The study estimated the relative error for truncation error corrected and non-corrected numerical solution of different FD models. Our results revealed that numerical error is decreased drastically by the removal of truncation error from FD models (Fig. 18.3). The maximum error limit is reduced from 3 to 0.5% after truncation error correction (Fig. 18.3). It is very significant to study the truncation error correction of FD model because the groundwater model such as MT3D applies FD models to solve the numerical problems. Application of truncation error correction term can reduce the error from numerical results of these FD models. The present study could shed light on the truncation error due to the advection term, dispersion, reaction term, and sink/source term. Especially, the study estimated for the first time a numerical formula for truncation error from sink/source term (Qnum).

Fig. 18.3
figure 3

Comparison of estimated error in numerical solution for different FD model before and after removal of truncation error

The present study reveals the importance of the removal of truncation error due to the different terms in ADERS. The study estimates the truncation error resulting from sink/source term and its effect on numerical accuracy of different FD models. It is revealed that numerical truncation error correction has a significant impact on improving solution accuracy of the finite difference models.
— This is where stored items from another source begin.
//! Lifecycle rules for audit files and their elements.
//!
//! Everything here is pure: callers load the relevant rows, hand over plain
//! values, and persist whatever the rule returns. The HTTP layer maps
//! [`LifecycleError`] onto validation and precondition failures.

use std::collections::HashMap;
use std::fmt;
use std::str::FromStr;

use chrono::{Days, NaiveDate};
use serde::{Deserialize, Serialize};
use serde_json::json;
use thiserror::Error;

#[derive(Debug, Error, PartialEq, Eq)]
pub enum LifecycleError {
    #[error("file is frozen and cannot be edited")]
    FileFrozen,
    #[error("file is already frozen")]
    AlreadyFrozen,
    #[error("file cannot be frozen until all obligations are met")]
    FreezeBlocked(Vec<String>),
    #[error("unknown document type '{0}'")]
    UnknownDocumentType(String),
    #[error("unknown file status '{0}'")]
    UnknownStatus(String),
    #[error("status can only become Closed through freeze")]
    StatusOverrideToClosed,
    #[error("split offset {offset} is outside content of length {length}")]
    SplitOffsetOutOfRange { offset: usize, length: usize },
    #[error("split would produce an empty part")]
    EmptySplitPart,
    #[error("invalid table")]
    InvalidTable(Vec<String>),
    #[error("rejoinder rounds can only be opened on a frozen file")]
    RejoinderRequiresFrozen,
    #[error("round {round} cannot be opened before round {previous} has a rejoinder remark")]
    PreviousRoundEmpty { round: i32, previous: i32 },
    #[error("round {requested} does not follow the latest round; next round is {next}")]
    UnexpectedRound { requested: i32, next: i32 },
    #[error("no rejoinder round is open")]
    NoOpenRound,
    #[error("round {round} is not open; {open} round(s) opened")]
    RoundNotOpen { round: i32, open: i32 },
    #[error("round {round} is locked; only round {latest} is editable")]
    RoundLocked { round: i32, latest: i32 },
    #[error("round {round} requires the rejoinder final remark of round {previous}")]
    PreviousFinalRemarkMissing { round: i32, previous: i32 },
    #[error("department '{department}' is not assigned to this rejoinder round")]
    DepartmentNotAssigned { department: String },
}

impl LifecycleError {
    /// Precondition failures concern the state of the file rather than the
    /// shape of the request.
    pub fn is_precondition(&self) -> bool {
        !matches!(
            self,
            LifecycleError::UnknownDocumentType(_)
                | LifecycleError::UnknownStatus(_)
                | LifecycleError::StatusOverrideToClosed
                | LifecycleError::SplitOffsetOutOfRange { .. }
                | LifecycleError::EmptySplitPart
                | LifecycleError::InvalidTable(_)
                | LifecycleError::UnexpectedRound { .. }
        )
    }

    pub fn details(&self) -> Vec<String> {
        match self {
            LifecycleError::FreezeBlocked(reasons) | LifecycleError::InvalidTable(reasons) => {
                reasons.clone()
            }
            _ => Vec::new(),
        }
    }
}

pub type LifecycleResult<T> = Result<T, LifecycleError>;

#[derive(Debug, Clone, Copy, PartialEq, Eq, Hash, Serialize, Deserialize)]
#[serde(rename_all = "kebab-case")]
pub enum DocumentType {
    SpecialLetter,
    PerformanceAudit,
    DraftParagraph,
    ProvisionalPara,
    AuditPara,
    ActionTakenNotes,
}

impl DocumentType {
    pub const ALL: [DocumentType; 6] = [
        DocumentType::SpecialLetter,
        DocumentType::PerformanceAudit,
        DocumentType::DraftParagraph,
        DocumentType::ProvisionalPara,
        DocumentType::AuditPara,
        DocumentType::ActionTakenNotes,
    ];

    pub fn as_str(&self) -> &'static str {
        match self {
            DocumentType::SpecialLetter => "special-letter",
            DocumentType::PerformanceAudit => "performance-audit",
            DocumentType::DraftParagraph => "draft-paragraph",
            DocumentType::ProvisionalPara => "provisional-para",
            DocumentType::AuditPara => "audit-para",
            DocumentType::ActionTakenNotes => "action-taken-notes",
        }
    }

    /// Days departments are given to respond.
    pub fn response_days(&self) -> u64 {
        match self {
            DocumentType::SpecialLetter => 30,
            DocumentType::PerformanceAudit | DocumentType::DraftParagraph => 42,
            DocumentType::ProvisionalPara => 14,
            DocumentType::AuditPara | DocumentType::ActionTakenNotes => 21,
        }
    }

    pub fn end_date(&self, start: NaiveDate) -> NaiveDate {
        start
            .checked_add_days(Days::new(self.response_days()))
            .unwrap_or(NaiveDate::MAX)
    }

    pub fn para_id(&self, position: usize) -> String {
        format!("{}P{position}", self.as_str())
    }
}

impl fmt::Display for DocumentType {
    fn fmt(&self, f: &mut fmt::Formatter<'_>) -> fmt::Result {
        f.write_str(self.as_str())
    }
}

impl FromStr for DocumentType {
    type Err = LifecycleError;

    fn from_str(value: &str) -> Result<Self, Self::Err> {
        let normalized = value.trim().to_lowercase();
        DocumentType::ALL
            .into_iter()
            .find(|ty| ty.as_str() == normalized)
            .ok_or_else(|| LifecycleError::UnknownDocumentType(value.to_string()))
    }
}

#[derive(Debug, Clone, Copy, PartialEq, Eq, Serialize, Deserialize)]
pub enum FileStatus {
    #[serde(rename = "Pending")]
    Pending,
    #[serde(rename = "Department Assigned")]
    DepartmentAssigned,
    #[serde(rename = "Department Remarks Given")]
    DepartmentRemarksGiven,
    #[serde(rename = "Final Remarks Pending")]
    FinalRemarksPending,
    #[serde(rename = "Completed")]
    Completed,
    #[serde(rename = "Closed")]
    Closed,
}

impl FileStatus {
    pub fn as_str(&self) -> &'static str {
        match self {
            FileStatus::Pending => "Pending",
            FileStatus::DepartmentAssigned => "Department Assigned",
            FileStatus::DepartmentRemarksGiven => "Department Remarks Given",
            FileStatus::FinalRemarksPending => "Final Remarks Pending",
            FileStatus::Completed => "Completed",
            FileStatus::Closed => "Closed",
        }
    }

    pub fn is_closed(&self) -> bool {
        matches!(self, FileStatus::Closed)
    }

    /// Parses a stored status. Unknown values read as Pending so a bad row
    /// never hides a file from the dashboard.
    pub fn from_stored(value: &str) -> FileStatus {
        value.parse().unwrap_or(FileStatus::Pending)
    }
}

impl fmt::Display for FileStatus {
    fn fmt(&self, f: &mut fmt::Formatter<'_>) -> fmt::Result {
        f.write_str(self.as_str())
    }
}
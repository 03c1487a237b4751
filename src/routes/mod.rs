use axum::http::HeaderValue;
use axum::{
    extract::DefaultBodyLimit,
    middleware,
    routing::{get, patch, post, put},
    Router,
};
use tower_http::cors::{AllowHeaders, AllowMethods, AllowOrigin, CorsLayer};
use tower_http::trace::TraceLayer;
use tracing::warn;

use crate::{auth::AuthenticatedUser, state::AppState};

pub mod auth;
pub mod departments;
pub mod elements;
pub mod files;
pub mod health;
pub mod rejoinder;

fn cors_layer(allowed: Option<&str>) -> CorsLayer {
    let allow_origin = match allowed {
        Some(origins) => {
            let headers: Vec<HeaderValue> = origins
                .split(',')
                .map(str::trim)
                .filter(|value| !value.is_empty())
                .filter_map(|value| match value.parse::<HeaderValue>() {
                    Ok(header) => Some(header),
                    Err(_) => {
                        warn!(origin = %value, "ignoring invalid CORS origin");
                        None
                    }
                })
                .collect();
            AllowOrigin::list(headers)
        }
        None => AllowOrigin::mirror_request(),
    };

    CorsLayer::new()
        .allow_origin(allow_origin)
        .allow_methods(AllowMethods::mirror_request())
        .allow_headers(AllowHeaders::mirror_request())
        .allow_credentials(true)
}

pub fn create_router(state: AppState) -> Router<()> {
    let cors = cors_layer(state.config.cors_allowed_origin.as_deref());
    let body_limit = state.config.max_upload_bytes;

    let auth_routes = Router::new()
        .route("/login", post(auth::login))
        .route("/me", get(auth::me));

    let files_routes = Router::new()
        .route("/", get(files::list_files).post(files::upload_file))
        .route("/document-types", get(files::list_document_types))
        .route("/dashboard", get(files::dashboard))
        .route("/by-department", get(files::files_by_department))
        .route("/:id", get(files::get_file).delete(files::delete_file))
        .route("/:id/download", get(files::download_file))
        .route("/:id/preview", get(files::preview_segmentation))
        .route("/:id/schedule", patch(files::update_schedule))
        .route("/:id/final-remarks", put(files::update_final_remarks))
        .route("/:id/departments", get(files::file_departments))
        .route("/:id/freeze-check", get(files::freeze_check))
        .route("/:id/freeze", post(files::freeze_file))
        .route("/:id/frozen", get(files::frozen_status))
        .route("/:id/elements", put(elements::bulk_upsert_elements))
        .route("/:id/elements/resync", post(elements::resync_elements))
        .route(
            "/:id/elements/:para_id/split",
            post(elements::split_element),
        )
        .route("/:id/tables", post(elements::insert_table))
        .route("/:id/rejoinder", get(rejoinder::get_rejoinder))
        .route("/:id/rejoinder/rounds", post(rejoinder::open_round));

    let elements_routes = Router::new()
        .route(
            "/:para_id/department-remarks",
            post(elements::submit_department_remark),
        )
        .route(
            "/:para_id/rejoinder/departments",
            put(rejoinder::set_rejoinder_departments),
        )
        .route(
            "/:para_id/rejoinder/:round/remark",
            put(rejoinder::set_rejoinder_remark),
        )
        .route(
            "/:para_id/rejoinder/:round/final-remark",
            put(rejoinder::set_rejoinder_final_remark),
        )
        .route(
            "/:para_id/rejoinder/:round/replies",
            post(rejoinder::submit_reply),
        );

    let departments_routes = Router::new()
        .route(
            "/",
            get(departments::list_departments).post(departments::create_department),
        )
        .route(
            "/:id",
            get(departments::get_department)
                .patch(departments::update_department)
                .delete(departments::delete_department),
        )
        .route(
            "/:id/password",
            put(departments::update_department_password),
        );

    let protected_state = state.clone();
    let protected_routes = Router::new()
        .nest("/api/files", files_routes)
        .nest("/api/elements", elements_routes)
        .nest("/api/departments", departments_routes)
        .layer(middleware::from_extractor_with_state::<AuthenticatedUser, _>(protected_state));

    Router::new()
        .merge(protected_routes)
        .nest("/api/auth", auth_routes)
        .route("/api/health", get(health::health_check))
        .with_state(state)
        .layer(TraceLayer::new_for_http())
        .layer(cors)
        .layer(DefaultBodyLimit::max(body_limit))
}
Also, the numerical solution without error correction has shown a significant deviation from analytical solution in the case of all finite difference models except Crank–Nicolson-centered scheme. It showed a less deviation, even in the absence of truncation error correction. Here, the study estimates for the first time the truncation error term due to sink/source part in advection–dispersion equation. None of the studies have quantified the truncation error due to the sink/source term. Ultimately, the study reveals that none of the finite difference models are free of truncation error and the numerical accuracy is affected by several truncation errors which result from advection, dispersion, reaction, and sink/source term.

4 Conclusions

This chapter explains the estimation of the truncation error associated with the FDM models based on ADERS by applying the Taylor series expansion. The study analyzes the truncation error both theoretically and numerically. It reveals that modification or subtraction of numerical truncation error term significantly increases the solution accuracy of the FD model which is being applied widely in popular subsurface transport models such as MODFLOW, MT3DMS. Moreover, the study estimates the truncation error due to the sink/source term in the ADERS for the first time. The study compared the solution accuracy of the FD models with and without truncation error correction. The results showed that none of the FD models were free of truncation errors which ultimately lead to misinterpretation during hydrological investigations by affecting the accuracy. Here, the least truncation error was exhibited by Crank–Nicolson-centered scheme. Also, the study estimated the error in the numerical solution (both with correction and without correction), and it was observed that the maximum level of relative error reduced from 3 to 0.5% by eliminating the truncation error. The comparative study of numerical solution of FD models revealed that the truncation error correction can improve the solution accuracy of the FD models significantly. We suggest from this study that the application of truncation error removal method is most significant to increase the solution accuracy in different FD models, which is widely applied in the groundwater community.